Hi Jim,

your comments reach us right after the WG decided to take the specification to 
CR, but thankfully I was a bit slow with the editing so that we could take them 
into account :)

On May 27, 2010, at 22:42 , Jim Allan wrote:
> View-mode: fullscreen. It is not clear whether fullscreen includes a full
> set of chrome, or includes no chrome.  You mention 'chrome' in the
> 'windowed' and 'floating' viewmodes. For consistency, chrome presence should
> be noted in fullscreen.

That's correct, I've now clarified this by adding a mention of chrome for both 
fullscreen and maximized.

> It should be noted that the User Agent Accessibility Guidelines 2.0 [1] has
> success criteria that allow the user to override author settings for a
> variety of viewport view-modes including the inclusion/exclusion of
> 'chrome.'

Yes, and that's fine. The idea here is that the UA would make a best effort at 
matching the intent in a way that makes sense rather than be ultra strict. For 
instance, if the app goes fullscreen but keeps a teeny bit of chrome (at user 
option or not) to make it easier to exit fullscreen, then matching the 
view-mode: fullscreen media query is quite clearly the right thing to do.

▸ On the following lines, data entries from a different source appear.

use async_trait::async_trait;

use crate::automation_session::{
    AutomationSession, AutomationStepError, AUTOMATION_ERROR_CAPTCHA_CHALLENGE,
};
use crate::controller_profile::ControllerProfile;
use crate::webform_job::WebformJob;

const CONFIRMATION_EXCERPT_MAX_CHARS: usize = 280;

/// Typed outcome of one handler run. `run` never raises: every failure comes
/// back through here so worker retry logic stays uniform across controllers.
#[derive(Debug, Clone, PartialEq, Eq)]
pub enum HandlerOutcome {
    Submitted {
        confirmation_excerpt: String,
    },
    /// Transient failure; the worker reschedules within the attempt budget.
    Retryable {
        code: String,
        detail: String,
    },
    /// The job cannot proceed no matter how often it retries (CAPTCHA wall,
    /// no resolvable form URL).
    Permanent {
        code: String,
        detail: String,
    },
}

impl HandlerOutcome {
    fn from_step_error(error: AutomationStepError) -> Self {
        if error.retryable {
            Self::Retryable {
                code: error.code,
                detail: error.detail,
            }
        } else {
            Self::Permanent {
                code: error.code,
                detail: error.detail,
            }
        }
    }
}

/// Per-controller automation strategy. Selection is exact key first, then
/// domain substring against the job's target URL.
#[async_trait]
pub trait ControllerHandler: Send + Sync {
    fn key(&self) -> &'static str;
    fn domains(&self) -> &'static [&'static str] {
        &[]
    }
    fn default_url(&self) -> Option<&'static str> {
        None
    }

    /// Form URL precedence: explicit job-supplied URL, then the first
    /// profile candidate, then the handler default.
    fn resolve_url(&self, job: &WebformJob, profile: &ControllerProfile) -> Option<String> {
        if let Some(url) = job
            .submission_url
            .as_deref()
            .map(str::trim)
            .filter(|url| !url.is_empty())
        {
            return Some(url.to_string());
        }
        if let Some(url) = profile
            .candidate_urls
            .iter()
            .map(|url| url.trim())
            .find(|url| !url.is_empty())
        {
            return Some(url.to_string());
        }
        self.default_url().map(str::to_string)
    }

    async fn run(
        &self,
        session: &mut dyn AutomationSession,
        job: &WebformJob,
        profile: &ControllerProfile,
        form_url: &str,
    ) -> HandlerOutcome;
}

/// Shared submission flow: navigate, fill the profile's field candidates,
/// press submit, and excerpt the confirmation page. Controller handlers
/// layer their quirks on top of this.
async fn run_form_submission(
    session: &mut dyn AutomationSession,
    job: &WebformJob,
    profile: &ControllerProfile,
    form_url: &str,
    fill_phone: bool,
) -> HandlerOutcome {
    if let Some(captcha) = profile.captcha.as_deref() {
        return HandlerOutcome::Permanent {
            code: AUTOMATION_ERROR_CAPTCHA_CHALLENGE.to_string(),
            detail: format!("form is protected by {captcha}"),
        };
    }

    if let Err(error) = session.navigate(form_url).await {
        return HandlerOutcome::from_step_error(error);
    }

    if !job.payload.name.is_empty() {
        if let Err(error) = session
            .fill_first(&profile.name_selectors, &job.payload.name)
            .await
        {
            return HandlerOutcome::from_step_error(error);
        }
    }
    if !job.payload.email.is_empty() {
        if let Err(error) = session
            .fill_first(&profile.email_selectors, &job.payload.email)
            .await
        {
            return HandlerOutcome::from_step_error(error);
        }
    }
    if fill_phone && !job.payload.phone.is_empty() {
        if let Err(error) = session
            .fill_first(&profile.phone_selectors, &job.payload.phone)
            .await
        {
            return HandlerOutcome::from_step_error(error);
        }
    }
    if let Err(error) = session
        .fill_first(&profile.message_selectors, &job.payload.message)
        .await
    {
        return HandlerOutcome::from_step_error(error);
    }

    if let Err(error) = session.click_first(&profile.submit_selectors).await {
        return HandlerOutcome::from_step_error(error);
    }

    match session.page_content().await {
        Ok(content) => HandlerOutcome::Submitted {
            confirmation_excerpt: excerpt(&content),
        },
        Err(error) => HandlerOutcome::from_step_error(error),
    }
}

fn excerpt(content: &str) -> String {
    let flattened = content.split_whitespace().collect::<Vec<_>>().join(" ");
    flattened
        .chars()
        .take(CONFIRMATION_EXCERPT_MAX_CHARS)
        .collect()
}

/// Justdial listing-removal form.
pub struct JustdialHandler;

#[async_trait]
impl ControllerHandler for JustdialHandler {
    fn key(&self) -> &'static str {
        "justdial"
    }

    fn domains(&self) -> &'static [&'static str] {
        &["justdial.com"]
    }

    fn default_url(&self) -> Option<&'static str> {
        Some("https://www.justdial.com/contactus")
    }

    async fn run(
        &self,
        session: &mut dyn AutomationSession,
        job: &WebformJob,
        profile: &ControllerProfile,
        form_url: &str,
    ) -> HandlerOutcome {
        // Justdial's form rejects submissions without a callback number, so
        // the phone field is filled when the payload carries one.
        run_form_submission(session, job, profile, form_url, true).await
    }
}

/// Sulekha report-abuse form.
pub struct SulekhaHandler;

#[async_trait]
impl ControllerHandler for SulekhaHandler {
    fn key(&self) -> &'static str {
        "sulekha"
    }

    fn domains(&self) -> &'static [&'static str] {
        &["sulekha.com"]
    }

    fn default_url(&self) -> Option<&'static str> {
        Some("https://www.sulekha.com/report-abuse")
    }

    async fn run(
        &self,
        session: &mut dyn AutomationSession,
        job: &WebformJob,
        profile: &ControllerProfile,
        form_url: &str,
    ) -> HandlerOutcome {
        run_form_submission(session, job, profile, form_url, false).await
    }
}

/// Fallback for controllers with a profile but no dedicated adapter.
pub struct GenericFormHandler;

#[async_trait]
impl ControllerHandler for GenericFormHandler {
    fn key(&self) -> &'static str {
        "generic"
    }

    async fn run(
        &self,
        session: &mut dyn AutomationSession,
        job: &WebformJob,
        profile: &ControllerProfile,
        form_url: &str,
    ) -> HandlerOutcome {
        run_form_submission(session, job, profile, form_url, false).await
    }
}

/// Static handler registry; adding a controller means adding one entry here.
pub struct HandlerRegistry {
    handlers: Vec<Box<dyn ControllerHandler>>,
}

impl HandlerRegistry {
    pub fn new(handlers: Vec<Box<dyn ControllerHandler>>) -> Self {
        Self { handlers }
    }

    /// Registry with every first-party adapter.
    pub fn builtin() -> Self {
        Self::new(vec![
            Box::new(JustdialHandler),
            Box::new(SulekhaHandler),
            Box::new(GenericFormHandler),
        ])
    }

    /// Exact key match first, then first domain substring match against the
    /// job's target URL. `None` means the job cannot proceed.
    pub fn select(&self, controller_id: &str, target_url: &str) -> Option<&dyn ControllerHandler> {
        let controller_id = controller_id.trim();
        if let Some(handler) = self
            .handlers
            .iter()
            .find(|handler| handler.key() == controller_id)
        {
            return Some(handler.as_ref());
        }
        let normalized_url = target_url.trim().to_ascii_lowercase();
        self.handlers
            .iter()
            .find(|handler| {
                handler
                    .domains()
                    .iter()
                    .any(|domain| normalized_url.contains(domain))
            })
            .map(|handler| handler.as_ref())
    }
}

#[cfg(test)]
mod tests {
    use super::{ControllerHandler, HandlerOutcome, HandlerRegistry, JustdialHandler};
    use crate::automation_session::{
        ScriptedAutomationSession, AUTOMATION_ERROR_CAPTCHA_CHALLENGE,
        AUTOMATION_ERROR_MISSING_SUBMIT_CONTROL,
    };
    use crate::controller_profile::{builtin_controller_profiles, ControllerProfile};
    use crate::webform_job::{SubmissionPayload, WebformJob};

    fn sample_job() -> WebformJob {
        WebformJob::new(
            "wfj-1",
            "act-1",
            "subj-1",
            "justdial",
            "https://justdial.com/x",
            SubmissionPayload::sanitized(
                "J. D.",
                "j***@example.com",
                "+15550000",
                "Please remove the listing.",
            ),
            1_000,
        )
    }

    #[test]
    fn unit_registry_selects_exact_key_then_domain() {
        let registry = HandlerRegistry::builtin();
        assert_eq!(
            registry
                .select("justdial", "https://anything.example")
                .expect("exact")
                .key(),
            "justdial"
        );
        assert_eq!(
            registry
                .select("unknown", "https://www.sulekha.com/p/1")
                .expect("domain")
                .key(),
            "sulekha"
        );
        assert!(registry.select("unknown", "https://nowhere.example").is_none());
    }

    #[test]
    fn unit_resolve_url_precedence_is_job_then_profile_then_default() {
        let handler = JustdialHandler;
        let profiles = builtin_controller_profiles();
        let profile = profiles.lookup("justdial", "https://justdial.com/x");
        let mut job = sample_job();

        job.submission_url = Some("https://www.justdial.com/special-form".to_string());
        assert_eq!(
            handler.resolve_url(&job, &profile).as_deref(),
            Some("https://www.justdial.com/special-form")
        );

        job.submission_url = None;
        assert_eq!(
            handler.resolve_url(&job, &profile).as_deref(),
            Some("https://www.justdial.com/contactus")
        );

        let bare_profile = ControllerProfile {
            candidate_urls: Vec::new(),
            ..profile
        };
        assert_eq!(
            handler.resolve_url(&job, &bare_profile).as_deref(),
            Some("https://www.justdial.com/contactus")
        );
    }

    #[tokio::test]
    async fn functional_submission_fills_fields_and_reads_confirmation() {
        let handler = JustdialHandler;
        let profiles = builtin_controller_profiles();
        let profile = profiles.lookup("justdial", "https://justdial.com/x");
        let mut session = ScriptedAutomationSession::with_selectors(
            [
                "input[name=name]",
                "input[name=email]",
                "input[name=phone]",
                "textarea[name=feedback]",
                "button[type=submit]",
            ],
            "<html>Thank you. Ticket Number: JD-4821</html>",
        );
        let job = sample_job();
        let outcome = handler
            .run(&mut session, &job, &profile, "https://www.justdial.com/contactus")
            .await;
        let HandlerOutcome::Submitted {
            confirmation_excerpt,
        } = outcome
        else {
            panic!("expected submitted outcome, got {outcome:?}");
        };
        assert!(confirmation_excerpt.contains("JD-4821"));
        assert_eq!(session.filled.len(), 4);
        assert_eq!(session.clicked, vec!["button[type=submit]".to_string()]);
    }

    #[tokio::test]
    async fn regression_missing_submit_control_is_a_retryable_outcome() {
        let handler = JustdialHandler;
        let profiles = builtin_controller_profiles();
        let profile = profiles.lookup("justdial", "https://justdial.com/x");
        let mut session = ScriptedAutomationSession::with_selectors(
            [
                "input[name=name]",
                "input[name=email]",
                "input[name=phone]",
                "textarea[name=feedback]",
            ],
            "<html></html>",
        );
        let job = sample_job();
        let outcome = handler
            .run(&mut session, &job, &profile, "https://www.justdial.com/contactus")
            .await;
        assert_eq!(
            outcome,
            HandlerOutcome::Retryable {
                code: AUTOMATION_ERROR_MISSING_SUBMIT_CONTROL.to_string(),
                detail: "no candidate selector matched out of 2".to_string(),
            }
        );
    }

    #[tokio::test]
    async fn unit_captcha_protected_profile_is_a_permanent_outcome() {
        let handler = JustdialHandler;
        let profiles = builtin_controller_profiles();
        let profile = ControllerProfile {
            captcha: Some("recaptcha-v2".to_string()),
            ..profiles.lookup("justdial", "https://justdial.com/x")
        };
        let mut session = ScriptedAutomationSession::default();
        let job = sample_job();
        let outcome = handler
            .run(&mut session, &job, &profile, "https://www.justdial.com/contactus")
            .await;
        assert!(matches!(
            outcome,
            HandlerOutcome::Permanent { ref code, .. }
                if code == AUTOMATION_ERROR_CAPTCHA_CHALLENGE
        ));
        assert!(session.navigated.is_empty());
    }
}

> Please consider including a statement such as
> "The user agent *must* display the view-modes in a manner that meets the
> accessibility guidelines of UAAG20. "

As much as I'd like more UAs to support UAAG I don't think that this 
requirement is appropriate here. The VM specification defines a technology with 
a single purpose: "if the window in which the content is being rendered is like 
this, then apply these CSS style rules". It does *not* define how a UA ought to 
display an actual set of window states, it doesn't in fact even require UAs to 
support all the view modes. I'd expect that an application running on an iPhone 
would only support maximized and fullscreen — if it applied different style 
rules for each, it would still be 100% conformant.